Silencing of HEPN1 is responsible for the aggressive biological behavior of pituitary somatotroph adenomas.

BACKGROUND/AIMS: The pathogenic mechanisms underlying pituitary adenoma formation, progression, and invasion are poorly understood. To identify candidate tumor suppressor genes, we selected somatotroph adenomas as representative of pituitary adenomas.

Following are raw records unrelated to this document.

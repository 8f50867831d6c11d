use async_trait::async_trait;
use aws_config::BehaviorVersion;
use serde::de::DeserializeOwned;
use std::fmt::Display;

pub const RECAPTCHA_SECRET_NAME: &str = "recaptcha-secret";
pub const SMTP_CREDENTIALS_NAME: &str = "smtp-credentials";

#[async_trait]
pub trait SecretRepository {
    async fn open() -> Self;

    async fn get_secret<T: DeserializeOwned>(
        &self,
        name: &'static str,
    ) -> Result<T, lambda_http::Error>;
}

#[derive(Clone)]
pub struct AwsSecretsManagerSecretRepository(aws_sdk_secretsmanager::Client);

#[async_trait]
impl SecretRepository for AwsSecretsManagerSecretRepository {
    async fn open() -> Self {
        let mut loader = aws_config::defaults(BehaviorVersion::latest());
        if let Ok(url) = std::env::var("AWS_ENDPOINT_URL") {
            loader = loader.endpoint_url(url);
        }
        let config = loader.load().await;
        let secrets_client = aws_sdk_secretsmanager::Client::new(&config);
        Self(secrets_client)
    }

    async fn get_secret<T: DeserializeOwned>(
        &self,
        name: &'static str,
    ) -> Result<T, lambda_http::Error> {
        let secret = self.0.get_secret_value().secret_id(name).send().await?;
        let Some(secret_value) = secret.secret_string() else {
            return Err(Box::new(EnvironmentError::MissingSecret(name)));
        };
        Ok(serde_json::from_str(secret_value)?)
    }
}

#[derive(Debug)]
pub enum EnvironmentError {
    MissingSecret(&'static str),
}

impl Display for EnvironmentError {
    fn fmt(&self, f: &mut std::fmt::Formatter<'_>) -> std::fmt::Result {
        match self {
            EnvironmentError::MissingSecret(key) => write!(f, "Missing secret {key}"),
        }
    }
}

impl std::error::Error for EnvironmentError {}
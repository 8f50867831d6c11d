use crate::{
    config::Config,
    mailer::{Mailer, MailerError},
    messages::Language,
    validation::{decode_entities, ValidatedContactFormMessage},
};
use lettre::{
    message::{header::ContentType, Mailbox},
    Message,
};
use serde::Serialize;
use serde_json::Value;
use tinytemplate::{error::Error, format_unescaped, TinyTemplate};
use tracing::info;

const NOTIFICATION_TEMPLATE_NAME: &str = "notification-template";
const NOTIFICATION_TEMPLATE: &str = include_str!(concat!(
    env!("CARGO_MANIFEST_DIR"),
    "/assets/notification.html"
));

#[derive(Serialize)]
struct Context<'a> {
    heading: &'a str,
    labels: Labels,
    name: &'a str,
    email: &'a str,
    message: &'a str,
}

#[derive(Serialize)]
struct Labels {
    name: &'static str,
    email: &'static str,
    message: &'static str,
}

impl Labels {
    fn for_language(language: Language) -> Self {
        match language {
            Language::Slovak => Self {
                name: "Meno:",
                email: "E-mail:",
                message: "Správa:",
            },
            Language::English => Self {
                name: "Name:",
                email: "E-mail:",
                message: "Message:",
            },
        }
    }
}

/// Renders the notification for the site owner. Name and message must already be HTML-escaped;
/// they are inserted as they are. The email address is escaped by the template.
pub fn render_notification(
    heading: &str,
    message: &ValidatedContactFormMessage,
    language: Language,
) -> Result<String, Error> {
    let mut tt = TinyTemplate::new();
    tt.add_formatter("nl2br", nl2br);
    tt.add_template(NOTIFICATION_TEMPLATE_NAME, NOTIFICATION_TEMPLATE)?;
    let email = message.email.to_string();
    let context = Context {
        heading,
        labels: Labels::for_language(language),
        name: &message.name,
        email: &email,
        message: &message.message,
    };
    tt.render(NOTIFICATION_TEMPLATE_NAME, &context)
}

fn nl2br(value: &Value, output: &mut String) -> Result<(), Error> {
    let mut formatted = String::new();
    format_unescaped(value, &mut formatted)?;
    output.push_str(&formatted.replace("\r\n", "\n").replace('\n', "<br />\n"));
    Ok(())
}

/// Turns validated submissions into notification emails for the fixed recipient.
pub struct NotificationDispatcher {
    sender: Mailbox,
    recipient: Mailbox,
    subject_prefix: String,
    language: Language,
    mailer: Box<dyn Mailer>,
}

impl NotificationDispatcher {
    pub fn new(config: &Config, mailer: Box<dyn Mailer>) -> Self {
        Self {
            sender: config.sender.clone(),
            recipient: config.recipient.clone(),
            subject_prefix: config.subject_prefix.clone(),
            language: config.default_language,
            mailer,
        }
    }

    pub async fn dispatch(
        &self,
        message: &ValidatedContactFormMessage,
    ) -> Result<(), DispatchError> {
        let email = self.build_email(message)?;
        self.mailer.send(email).await.map_err(DispatchError::Send)?;
        info!("Sent notification for message from {}", message.email);
        Ok(())
    }

    fn build_email(&self, message: &ValidatedContactFormMessage) -> Result<Message, DispatchError> {
        let body = render_notification(&self.subject_prefix, message, self.language)
            .map_err(|error| DispatchError::Render(error.to_string()))?;
        Message::builder()
            .from(self.sender.clone())
            .reply_to(Mailbox::new(None, message.email.clone()))
            .to(self.recipient.clone())
            .subject(self.subject(message))
            .header(ContentType::TEXT_HTML)
            .body(body)
            .map_err(|error| DispatchError::Build(error.to_string()))
    }

    fn subject(&self, message: &ValidatedContactFormMessage) -> String {
        let name: String = decode_entities(&message.name)
            .chars()
            .map(|c| if c.is_control() { ' ' } else { c })
            .collect();
        format!("{} - {name}", self.subject_prefix)
    }
}

#[derive(Debug, Clone, PartialEq)]
pub enum DispatchError {
    Render(String),
    Build(String),
    Send(MailerError),
}

impl std::fmt::Display for DispatchError {
    fn fmt(&self, f: &mut std::fmt::Formatter<'_>) -> std::fmt::Result {
        match self {
            DispatchError::Render(error) => write!(f, "Error rendering notification: {error}"),
            DispatchError::Build(error) => write!(f, "Error building message: {error}"),
            DispatchError::Send(error) => write!(f, "{error}"),
        }
    }
}

impl std::error::Error for DispatchError {}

METHODS/RESULTS: We used genome-wide differential expression analysis in 15 invasive and 12 noninvasive somatotroph adenomas. HEPN1 reduction was more frequent in the invasive group, and this result was confirmed by qRT-PCR. To understand the function of HEPN1, the pituitary adenoma cell lines, GH3 and GT1.1, were stably transfected with short hairpin RNA (shRNA) targeting HEPN1 or ectogenic HEPN1 by lentivirus-mediated transfection. We found that HEPN1 overexpression in GH3 and GT1.1 cells inhibited cell proliferation, induced apoptosis, and attenuated invasive capacity, whereas HEPN1 silencing enhanced cell proliferation and invasion accompanied by decreased apoptosis. Western blot analysis revealed that HEPN1 overexpression decreased MMP-2, MMP-9, and Bcl-2 expression, but increased BAX, p53, and caspase-3 expression. In contrast, HEPN1 silencing increased MMP-2, MMP-9, and Bcl-2 expression, but decreased BAX, p53, and caspase-3 expression.

CONCLUSION

Taken together, our results suggest that reduction of HEPN1 may play an important role in the progression of pituitary somatotroph adenomas. HEPN1 may thus be a candidate as a prognostic predictor or an anticancer therapeutic target for patients with somatotroph adenoma.